Instructions to follow: Lines in the listing below that contain the string "AudioEnhancer" are to be found and copied.
[[ Records for this task open ]]
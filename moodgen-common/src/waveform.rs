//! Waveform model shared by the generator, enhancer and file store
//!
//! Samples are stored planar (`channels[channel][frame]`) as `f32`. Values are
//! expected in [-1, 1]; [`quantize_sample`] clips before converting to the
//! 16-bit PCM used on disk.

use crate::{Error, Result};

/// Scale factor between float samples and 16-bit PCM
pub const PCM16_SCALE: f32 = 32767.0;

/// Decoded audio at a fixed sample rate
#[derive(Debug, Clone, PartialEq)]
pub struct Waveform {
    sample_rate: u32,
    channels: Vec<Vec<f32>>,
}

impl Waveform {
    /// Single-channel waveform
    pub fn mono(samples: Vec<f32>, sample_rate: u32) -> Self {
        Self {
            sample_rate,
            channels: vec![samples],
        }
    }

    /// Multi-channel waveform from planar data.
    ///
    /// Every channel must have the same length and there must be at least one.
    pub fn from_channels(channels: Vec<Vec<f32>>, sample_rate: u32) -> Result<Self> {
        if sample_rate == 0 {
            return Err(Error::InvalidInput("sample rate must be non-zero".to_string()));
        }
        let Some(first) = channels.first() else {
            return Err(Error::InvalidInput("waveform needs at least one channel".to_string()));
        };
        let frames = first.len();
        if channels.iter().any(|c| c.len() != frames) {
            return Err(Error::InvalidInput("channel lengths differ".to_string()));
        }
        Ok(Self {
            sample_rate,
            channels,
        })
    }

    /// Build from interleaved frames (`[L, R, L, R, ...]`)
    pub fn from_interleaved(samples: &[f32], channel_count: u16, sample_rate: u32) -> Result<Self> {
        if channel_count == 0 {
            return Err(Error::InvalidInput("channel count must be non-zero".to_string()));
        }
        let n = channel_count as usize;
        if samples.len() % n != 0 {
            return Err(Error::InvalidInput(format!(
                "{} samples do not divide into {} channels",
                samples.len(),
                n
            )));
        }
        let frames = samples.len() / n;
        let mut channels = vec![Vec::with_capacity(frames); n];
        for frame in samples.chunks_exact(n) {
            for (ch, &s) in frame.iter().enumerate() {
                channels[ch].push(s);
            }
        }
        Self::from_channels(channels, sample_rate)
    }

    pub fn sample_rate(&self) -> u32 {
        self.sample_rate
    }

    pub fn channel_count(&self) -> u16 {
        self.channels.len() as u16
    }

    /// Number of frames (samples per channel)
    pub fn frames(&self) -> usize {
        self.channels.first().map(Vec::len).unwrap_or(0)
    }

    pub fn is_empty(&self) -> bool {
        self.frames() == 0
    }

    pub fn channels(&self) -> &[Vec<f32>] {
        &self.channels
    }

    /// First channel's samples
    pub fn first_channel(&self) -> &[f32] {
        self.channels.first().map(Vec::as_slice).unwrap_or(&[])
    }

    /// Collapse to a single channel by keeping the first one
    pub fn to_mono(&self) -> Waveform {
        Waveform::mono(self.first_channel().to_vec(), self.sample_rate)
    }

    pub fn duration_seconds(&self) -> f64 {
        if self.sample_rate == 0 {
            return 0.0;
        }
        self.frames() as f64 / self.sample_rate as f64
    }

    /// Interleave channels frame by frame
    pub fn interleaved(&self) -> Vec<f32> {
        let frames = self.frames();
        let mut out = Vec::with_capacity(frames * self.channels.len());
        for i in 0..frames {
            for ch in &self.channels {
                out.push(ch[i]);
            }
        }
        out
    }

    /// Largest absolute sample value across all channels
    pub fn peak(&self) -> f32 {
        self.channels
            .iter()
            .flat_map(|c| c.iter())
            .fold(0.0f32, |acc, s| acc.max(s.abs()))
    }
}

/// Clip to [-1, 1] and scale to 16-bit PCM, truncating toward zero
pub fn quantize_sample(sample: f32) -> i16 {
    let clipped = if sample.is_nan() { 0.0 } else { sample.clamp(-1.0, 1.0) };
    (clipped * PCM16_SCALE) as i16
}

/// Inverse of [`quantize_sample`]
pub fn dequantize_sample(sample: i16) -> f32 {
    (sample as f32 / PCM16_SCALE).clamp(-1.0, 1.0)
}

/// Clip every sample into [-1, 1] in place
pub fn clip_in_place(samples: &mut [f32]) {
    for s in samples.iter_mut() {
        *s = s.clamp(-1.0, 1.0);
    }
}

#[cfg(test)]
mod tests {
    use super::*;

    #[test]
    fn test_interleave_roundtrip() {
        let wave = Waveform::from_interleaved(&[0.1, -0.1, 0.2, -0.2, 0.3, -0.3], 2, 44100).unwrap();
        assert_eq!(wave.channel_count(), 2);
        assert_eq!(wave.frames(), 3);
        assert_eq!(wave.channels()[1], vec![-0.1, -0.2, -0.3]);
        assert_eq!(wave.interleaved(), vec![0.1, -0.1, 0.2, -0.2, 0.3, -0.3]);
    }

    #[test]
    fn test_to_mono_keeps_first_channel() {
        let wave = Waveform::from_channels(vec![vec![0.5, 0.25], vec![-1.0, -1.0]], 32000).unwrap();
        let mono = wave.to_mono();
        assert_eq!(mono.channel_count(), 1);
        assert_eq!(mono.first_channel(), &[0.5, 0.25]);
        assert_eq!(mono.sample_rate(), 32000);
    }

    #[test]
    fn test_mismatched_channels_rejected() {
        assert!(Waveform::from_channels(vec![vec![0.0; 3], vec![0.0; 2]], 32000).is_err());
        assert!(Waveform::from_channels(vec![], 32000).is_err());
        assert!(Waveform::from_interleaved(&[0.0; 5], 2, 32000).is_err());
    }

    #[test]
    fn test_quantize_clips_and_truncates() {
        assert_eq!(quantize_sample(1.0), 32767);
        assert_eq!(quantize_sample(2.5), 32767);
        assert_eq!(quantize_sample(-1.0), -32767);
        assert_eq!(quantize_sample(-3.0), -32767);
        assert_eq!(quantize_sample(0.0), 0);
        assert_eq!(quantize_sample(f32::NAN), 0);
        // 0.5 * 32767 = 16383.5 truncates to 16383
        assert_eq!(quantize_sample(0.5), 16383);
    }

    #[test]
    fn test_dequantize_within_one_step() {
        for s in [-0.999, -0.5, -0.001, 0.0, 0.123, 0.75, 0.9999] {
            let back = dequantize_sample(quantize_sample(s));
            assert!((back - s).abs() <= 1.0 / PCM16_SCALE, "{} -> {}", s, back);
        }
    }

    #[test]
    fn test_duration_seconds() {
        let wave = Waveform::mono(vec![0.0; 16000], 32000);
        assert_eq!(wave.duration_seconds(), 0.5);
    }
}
[[ Records for this task closed ]]
[[ Records for this task open ]]
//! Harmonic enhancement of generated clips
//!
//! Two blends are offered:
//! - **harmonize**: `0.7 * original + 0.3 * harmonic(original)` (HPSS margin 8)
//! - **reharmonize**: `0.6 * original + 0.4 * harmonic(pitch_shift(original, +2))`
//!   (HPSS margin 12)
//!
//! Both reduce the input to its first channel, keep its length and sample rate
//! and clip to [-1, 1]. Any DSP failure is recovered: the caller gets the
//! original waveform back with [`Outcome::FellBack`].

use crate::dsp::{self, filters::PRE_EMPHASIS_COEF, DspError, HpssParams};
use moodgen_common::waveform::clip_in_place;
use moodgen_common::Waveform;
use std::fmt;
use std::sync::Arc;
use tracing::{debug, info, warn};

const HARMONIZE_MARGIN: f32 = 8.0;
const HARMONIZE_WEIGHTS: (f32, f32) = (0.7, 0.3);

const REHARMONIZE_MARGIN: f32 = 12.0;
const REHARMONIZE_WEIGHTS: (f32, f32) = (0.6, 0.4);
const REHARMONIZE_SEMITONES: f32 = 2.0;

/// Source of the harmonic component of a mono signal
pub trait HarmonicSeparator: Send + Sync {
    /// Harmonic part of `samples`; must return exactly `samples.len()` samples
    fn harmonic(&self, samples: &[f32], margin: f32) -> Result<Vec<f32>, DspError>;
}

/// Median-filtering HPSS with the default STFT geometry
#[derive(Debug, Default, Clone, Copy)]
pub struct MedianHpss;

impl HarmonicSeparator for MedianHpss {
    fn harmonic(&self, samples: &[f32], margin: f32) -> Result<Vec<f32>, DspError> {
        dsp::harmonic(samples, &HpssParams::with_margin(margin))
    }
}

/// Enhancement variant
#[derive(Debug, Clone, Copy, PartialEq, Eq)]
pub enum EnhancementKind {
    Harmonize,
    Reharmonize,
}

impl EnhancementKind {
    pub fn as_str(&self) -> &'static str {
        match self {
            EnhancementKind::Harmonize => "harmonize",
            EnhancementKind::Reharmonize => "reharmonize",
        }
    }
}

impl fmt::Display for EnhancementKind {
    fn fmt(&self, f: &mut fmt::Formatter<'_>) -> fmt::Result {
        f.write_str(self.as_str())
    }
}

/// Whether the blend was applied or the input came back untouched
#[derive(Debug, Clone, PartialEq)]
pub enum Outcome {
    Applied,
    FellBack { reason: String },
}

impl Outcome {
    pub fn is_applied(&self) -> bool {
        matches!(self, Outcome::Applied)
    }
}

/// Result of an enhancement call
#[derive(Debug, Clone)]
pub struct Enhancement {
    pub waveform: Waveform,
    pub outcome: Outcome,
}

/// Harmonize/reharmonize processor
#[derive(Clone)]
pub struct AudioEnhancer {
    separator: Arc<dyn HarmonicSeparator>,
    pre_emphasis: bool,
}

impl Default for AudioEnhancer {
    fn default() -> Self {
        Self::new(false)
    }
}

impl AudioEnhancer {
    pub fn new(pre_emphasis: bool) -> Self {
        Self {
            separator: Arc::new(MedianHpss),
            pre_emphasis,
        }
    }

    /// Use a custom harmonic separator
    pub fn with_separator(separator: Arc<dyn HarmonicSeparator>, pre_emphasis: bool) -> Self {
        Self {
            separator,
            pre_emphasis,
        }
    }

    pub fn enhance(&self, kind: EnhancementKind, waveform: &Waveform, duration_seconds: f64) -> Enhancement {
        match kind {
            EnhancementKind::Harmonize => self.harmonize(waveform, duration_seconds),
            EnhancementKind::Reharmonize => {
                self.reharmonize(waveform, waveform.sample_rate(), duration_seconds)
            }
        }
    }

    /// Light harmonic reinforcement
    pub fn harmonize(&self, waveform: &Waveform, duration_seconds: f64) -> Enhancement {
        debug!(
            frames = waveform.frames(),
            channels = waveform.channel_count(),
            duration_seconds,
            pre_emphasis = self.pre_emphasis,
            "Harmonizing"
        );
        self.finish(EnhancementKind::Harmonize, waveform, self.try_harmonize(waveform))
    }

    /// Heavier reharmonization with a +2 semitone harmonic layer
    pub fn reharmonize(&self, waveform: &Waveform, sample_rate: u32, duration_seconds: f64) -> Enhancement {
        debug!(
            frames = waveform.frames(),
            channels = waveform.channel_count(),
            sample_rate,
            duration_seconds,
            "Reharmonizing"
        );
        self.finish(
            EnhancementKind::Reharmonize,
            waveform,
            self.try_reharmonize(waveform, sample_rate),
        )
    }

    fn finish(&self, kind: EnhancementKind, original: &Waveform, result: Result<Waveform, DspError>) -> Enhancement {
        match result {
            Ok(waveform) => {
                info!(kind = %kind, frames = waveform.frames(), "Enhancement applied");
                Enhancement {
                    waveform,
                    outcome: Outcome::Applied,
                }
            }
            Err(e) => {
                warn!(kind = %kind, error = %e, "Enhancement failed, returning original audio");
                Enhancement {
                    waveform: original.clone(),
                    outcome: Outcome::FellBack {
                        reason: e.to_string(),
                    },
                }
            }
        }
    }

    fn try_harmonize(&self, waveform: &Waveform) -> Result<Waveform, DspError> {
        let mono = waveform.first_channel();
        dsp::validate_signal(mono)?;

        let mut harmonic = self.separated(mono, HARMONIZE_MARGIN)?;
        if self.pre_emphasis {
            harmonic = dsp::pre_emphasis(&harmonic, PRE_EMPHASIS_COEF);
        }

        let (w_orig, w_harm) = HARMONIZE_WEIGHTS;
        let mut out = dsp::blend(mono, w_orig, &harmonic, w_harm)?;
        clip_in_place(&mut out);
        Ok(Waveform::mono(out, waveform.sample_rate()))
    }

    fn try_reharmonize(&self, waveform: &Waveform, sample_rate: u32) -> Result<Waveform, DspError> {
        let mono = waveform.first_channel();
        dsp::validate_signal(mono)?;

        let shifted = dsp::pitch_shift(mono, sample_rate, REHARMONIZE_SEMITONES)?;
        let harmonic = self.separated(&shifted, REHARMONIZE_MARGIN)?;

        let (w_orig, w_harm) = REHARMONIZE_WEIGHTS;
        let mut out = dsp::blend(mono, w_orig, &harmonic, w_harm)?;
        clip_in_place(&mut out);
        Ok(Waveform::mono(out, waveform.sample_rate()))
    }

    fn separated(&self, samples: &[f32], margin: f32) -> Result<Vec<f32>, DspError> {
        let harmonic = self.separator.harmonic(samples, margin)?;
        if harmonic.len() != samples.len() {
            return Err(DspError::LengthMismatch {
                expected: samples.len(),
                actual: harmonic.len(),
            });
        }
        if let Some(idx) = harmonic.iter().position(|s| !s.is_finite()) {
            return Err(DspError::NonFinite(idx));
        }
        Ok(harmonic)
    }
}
[[ Records for this task closed ]]
Reply to the exercise:
pub struct AudioEnhancer {
impl Default for AudioEnhancer {
impl AudioEnhancer {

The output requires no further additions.